The sternest critic of Benazir Bhutto would not have been able to deny that she possessed an extraordinary degree of physical courage. When her father was lying in prison under sentence of death from Pakistan's military dictatorship in 1979, and other members of her family were trying to escape the country, she boldly flew back in. Her subsequent confrontation with the brutal Gen. Zia-ul-Haq cost her five years of her life, spent in prison. She seemed merely to disdain the experience, as she did the vicious little man who had inflicted it upon her.
Benazir saw one of her brothers, Shahnawaz, die in mysterious circumstances in the south of France in 1985, and the other, Mir Murtaza, shot down outside the family home in Karachi by uniformed police in 1996. It was at that famous address—70 Clifton Road—that I went to meet her in November 1988, on the last night of the election campaign, and I found out firsthand how brave she was. Taking the wheel of a jeep and scorning all bodyguards, she set off with me on a hair-raising tour of the Karachi slums. Every now and then, she would get out, climb on the roof of the jeep with a bullhorn, and harangue the mob that pressed in close enough to turn the vehicle over. On the following day, her Pakistan Peoples Party won in a landslide, making her, at the age of 35, the first woman to be elected the leader of a Muslim country.
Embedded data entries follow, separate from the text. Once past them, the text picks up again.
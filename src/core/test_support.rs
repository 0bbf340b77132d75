use crate::domain::model::{NewRating, Phase, Rating, Tool};
use crate::domain::ports::CatalogStore;
use crate::utils::error::{CatalogError, Result};
use chrono::{TimeZone, Utc};
use std::sync::Arc;
use tokio::sync::Mutex;

pub fn tool(id: &str, name: &str, phase: Phase) -> Tool {
    Tool {
        id: id.to_string(),
        name: name.to_string(),
        logo_url: None,
        description: format!("{} description", name),
        use_case: format!("{} use case", name),
        phase,
        link: format!("https://{}.example.com", id),
        context_window: None,
        free_limit: None,
        created_at: Utc.with_ymd_and_hms(2025, 1, 1, 0, 0, 0).unwrap(),
        average_rating: None,
    }
}

pub fn rated(id: &str, name: &str, phase: Phase, average: f64) -> Tool {
    Tool {
        average_rating: Some(average),
        ..tool(id, name, phase)
    }
}

pub fn rating(tool_id: &str, value: u8) -> Rating {
    Rating {
        id: Some(format!("{}-{}", tool_id, value)),
        tool_id: tool_id.to_string(),
        rating: value,
        user_id: Some("user_test".to_string()),
        created_at: Some(Utc.with_ymd_and_hms(2025, 1, 2, 0, 0, 0).unwrap()),
    }
}

#[derive(Default)]
struct MockState {
    tools: Vec<Tool>,
    ratings: Vec<Rating>,
    inserted: Vec<NewRating>,
    fail_tools: bool,
    fail_ratings: bool,
    fail_insert: bool,
}

/// 記憶體內的資料庫，插入的評分會出現在後續的 list_ratings
#[derive(Clone)]
pub struct MockStore {
    state: Arc<Mutex<MockState>>,
}

impl MockStore {
    pub fn new(tools: Vec<Tool>, ratings: Vec<Rating>) -> Self {
        Self {
            state: Arc::new(Mutex::new(MockState {
                tools,
                ratings,
                ..Default::default()
            })),
        }
    }

    pub async fn fail_tools(&self, fail: bool) {
        self.state.lock().await.fail_tools = fail;
    }

    pub async fn fail_ratings(&self, fail: bool) {
        self.state.lock().await.fail_ratings = fail;
    }

    pub async fn fail_insert(&self, fail: bool) {
        self.state.lock().await.fail_insert = fail;
    }

    pub async fn inserted(&self) -> Vec<NewRating> {
        self.state.lock().await.inserted.clone()
    }
}

#[async_trait::async_trait]
impl CatalogStore for MockStore {
    async fn list_tools(&self) -> Result<Vec<Tool>> {
        let state = self.state.lock().await;
        if state.fail_tools {
            return Err(CatalogError::StoreError {
                status: 500,
                message: "tools unavailable".to_string(),
            });
        }
        Ok(state.tools.clone())
    }

    async fn list_ratings(&self) -> Result<Vec<Rating>> {
        let state = self.state.lock().await;
        if state.fail_ratings {
            return Err(CatalogError::StoreError {
                status: 500,
                message: "ratings unavailable".to_string(),
            });
        }
        Ok(state.ratings.clone())
    }

    async fn insert_rating(&self, new_rating: &NewRating) -> Result<()> {
        let mut state = self.state.lock().await;
        if state.fail_insert {
            return Err(CatalogError::StoreError {
                status: 409,
                message: "insert rejected".to_string(),
            });
        }

        let mut stored = rating(&new_rating.tool_id, new_rating.rating);
        stored.id = Some(format!("inserted-{}", state.inserted.len()));
        stored.user_id = Some(new_rating.user_id.clone());
        state.ratings.push(stored);
        state.inserted.push(new_rating.clone());
        Ok(())
    }
}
Her tenure ended—as did her subsequent "comeback" tenure—in a sorry welter of corruption charges and political intrigue, and in a gilded exile in Dubai. But clearly she understood that exile would be its own form of political death. (She speaks well on this point in an excellent recent profile by Amy Wilentz in More magazine.) Like two other leading Asian politicians, Benigno Aquino of the Philippines and Kim Dae-jung of South Korea, she seems to have decided that it was essential to run the risk of returning home. And now she has gone, as she must have known she might, the way of Aquino.
Who knows who did this deed? It is grotesque, of course, that the murder should have occurred in Rawalpindi, the garrison town of the Pakistani military elite and the site of Flashman's Hotel. It is as if she had been slain on a visit to West Point or Quantico. But it's hard to construct any cui bonoanalysis on which Gen. Pervez Musharraf is the beneficiary of her death. The likeliest culprit is the al-Qaida/Taliban axis, perhaps with some assistance from its many covert and not-so-covert sympathizers in the Pakistani Inter-Services Intelligence. These were the people at whom she had been pointing the finger since the huge bomb that devastated her welcome-home motorcade on Oct. 18.
She would have been in a good position to know about this connection, because when she was prime minister, she pursued a very active pro-Taliban policy, designed to extend and entrench Pakistani control over Afghanistan and to give Pakistan strategic depth in its long confrontation with India over Kashmir. The fact of the matter is that Benazir's undoubted courage had a certain fanaticism to it. She had the largest Electra complex of any female politician in modern history, entirely consecrated to the memory of her executed father, the charming and unscrupulous Zulfikar Ali Bhutto, who had once boasted that the people of Pakistan would eat grass before they would give up the struggle to acquire a nuclear weapon. (He was rather prescient there—the country now does have nukes, and millions of its inhabitants can barely feed themselves.) A nominal socialist, Zulfikar Bhutto was an autocratic opportunist, and this family tradition was carried on by the PPP, a supposedly populist party that never had a genuine internal election and was in fact—like quite a lot else in Pakistan—Bhutto family property.
Daughter of Destiny is the title she gave to her autobiography. She always displayed the same unironic lack of embarrassment. How prettily she lied to me, I remember, and with such a level gaze from those topaz eyes, about how exclusively peaceful and civilian Pakistan's nuclear program was. How righteously indignant she always sounded when asked unwelcome questions about the vast corruption alleged against her and her playboy husband, Asif Ali Zardari. (The Swiss courts recently found against her in this matter; an excellent background piece was written by John Burns in the New York Times in 1998.) And now the two main legacies of Bhutto rule—the nukes and the empowered Islamists—have moved measurably closer together.
This is what makes her murder such a disaster. There is at least some reason to think that she had truly changed her mind, at least on the Taliban and al-Qaida, and was willing to help lead a battle against them. She had, according to some reports, severed the connection with her rather questionable husband. She was attempting to make the connection between lack of democracy in Pakistan and the rise of mullah-manipulated fanaticism. Of those preparing to contest the highly dubious upcoming elections, she was the only candidate with anything approaching a mass appeal to set against the siren calls of the fundamentalists. And, right to the end, she carried on without the fetish of "security" and with lofty disregard for her own safety. This courage could sometimes have been worthy of a finer cause, and many of the problems she claimed to solve were partly of her own making. Nonetheless, she perhaps did have a hint of destiny about her.